Saturday, April 5, 2008

They are cute...but they are food.

They are just food. Food that, some people believe, if left to multiply like rabbits, would wipe out other food sources. Whether that is true or not, they are just food, and of course pelts. A "significant" source of income in many remote, coastal communities.

The seal hunt is not just a sadistic slaughter its a managed annual cull. Did I mention people eat them? I don't see you having a telethon for the cod fish, Paul. Oh, that's right, they aren't cute. (Oh and he doesn't pose with the seals that are actually part of the hunt, just these cute baby ones, who haven't been hunted since 1987, he almost got arrested for being this close one.)

So Paul McCartney thinks the seals are cute. Well, so is Bambi, but you aren't trekking through the woods of Tennessee and getting between Bubba and his ten point buck. No. Cuz Bubba would pop a cap in your ass. Whereas Canadians just ask you politely to step aside.

Tragedies have marked the seal hunt
this year.
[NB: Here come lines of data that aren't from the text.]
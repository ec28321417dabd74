//! Published variable store.
//!
//! Holds the values the web layer reads (`Temperature_Fahrenheit`,
//! `Humidity_Percentage`, `Moisture_Percentage`). Reads are open to anyone;
//! writes go through a [`VariableWriter`], and only one writer can ever be
//! claimed per variable.

use crate::domain::PublishedVariable;
use crate::error::ConfigError;
use serde::Serialize;
use std::sync::atomic::{AtomicBool, Ordering};
use std::sync::{Arc, RwLock};
use std::time::{Duration, Instant};

/// value reported before the first successful sample
pub const UNSET: i32 = i32::MIN;

#[derive(Debug, Clone, Copy)]
struct Slot {
    value: i32,
    updated: Option<Instant>,
}

impl Default for Slot {
    fn default() -> Self {
        Self {
            value: UNSET,
            updated: None,
        }
    }
}

pub struct PublishedVariableStore {
    slots: RwLock<[Slot; 3]>,
    claimed: [AtomicBool; 3],
}

/// JSON view of one variable
#[derive(Debug, Clone, Serialize)]
pub struct VariableView {
    pub name: PublishedVariable,
    /// `None` until the first successful sample
    pub value: Option<i32>,
    /// milliseconds since the last successful write
    pub age_ms: Option<u64>,
}

impl PublishedVariableStore {
    pub fn new() -> Arc<Self> {
        Arc::new(Self {
            slots: RwLock::new([Slot::default(); 3]),
            claimed: Default::default(),
        })
    }

    /// claim the single write path for `name`
    pub fn claim_writer(
        self: &Arc<Self>,
        name: PublishedVariable,
    ) -> Result<VariableWriter, ConfigError> {
        if self.claimed[name.index()].swap(true, Ordering::SeqCst) {
            return Err(ConfigError::VariableAlreadyOwned(name.as_str()));
        }
        Ok(VariableWriter {
            store: self.clone(),
            name,
        })
    }

    /// most recent successfully set value, or [`UNSET`]
    pub fn get(&self, name: PublishedVariable) -> i32 {
        self.read_slot(name).value
    }

    /// time since the last successful write
    pub fn age(&self, name: PublishedVariable) -> Option<Duration> {
        self.read_slot(name).updated.map(|t| t.elapsed())
    }

    pub fn view(&self, name: PublishedVariable) -> VariableView {
        // a slot never goes back to unset, so a present age means get() is real
        let age = self.age(name);
        VariableView {
            name,
            value: age.map(|_| self.get(name)),
            age_ms: age.map(|a| a.as_millis() as u64),
        }
    }

    pub fn snapshot(&self) -> Vec<VariableView> {
        PublishedVariable::ALL.iter().map(|v| self.view(*v)).collect()
    }

    fn read_slot(&self, name: PublishedVariable) -> Slot {
        // slots are Copy and written whole, so a poisoned lock still holds a
        // consistent value
        let slots = self.slots.read().unwrap_or_else(|e| e.into_inner());
        slots[name.index()]
    }
}

/// exclusive write access to one published variable
pub struct VariableWriter {
    store: Arc<PublishedVariableStore>,
    name: PublishedVariable,
}

impl VariableWriter {
    pub fn name(&self) -> PublishedVariable {
        self.name
    }

    pub fn set(&self, value: i32) {
        let mut slots = self.store.slots.write().unwrap_or_else(|e| e.into_inner());
        slots[self.name.index()] = Slot {
            value,
            updated: Some(Instant::now()),
        };
    }
}

impl std::fmt::Debug for VariableWriter {
    fn fmt(&self, f: &mut std::fmt::Formatter<'_>) -> std::fmt::Result {
        f.debug_struct("VariableWriter").field("name", &self.name).finish()
    }
}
More than usual and I can't help but wonder if they are truly accidents.

The Sea Shepherd Society seems to be more aggressive this year compared to other years, (most likely because of Paul) going so far as attempting to water hose sealers as they are walking the ice flows. This is not some cast-a-net-and-haul-it-in operation, you have to get off the boat and walk on the ice flows. Very dangerous work.

Then the idiot captain of the Sea Shepherd, Paul Watson, makes some bone-headed comment after four sealers lose their lives when their boat capsizes.
"the deaths of four sealers is a tragedy," but added "the slaughter of hundreds of thousands of seal pups is an even greater tragedy."

"They are vicious killers who are now pleading for sympathy because some of their own died while engaged in a viciously brutal activity."

I kid you not!

Oh, but they are surprised by the reception they get when they try to dock at Saint-Pierre and Miquelon. Sailors were quick to make them aware that they were not welcome and cut their lines to set them adrift.

I know the face of the seal hunt protest is a cute little, furry, white baby seal. What they don't tell you is that baby seal hunting was banned in 1987. (BTW, the seals' white coats disappear after four weeks, while those animals killed in the hunt are eight weeks or older) People really need to get the facts before they just jump on Paul McCartney's band wagon. But I guess if they did, Paul Watson would have to get a real job.

FACT: A seal can eat 2-3 kilos of fish a day. The population is estimated at 5.5 million seal. The quota for the cull this year is (I believe) 270,000 seal. For some sealers, the seal hunt represents up to one-third of their annual income.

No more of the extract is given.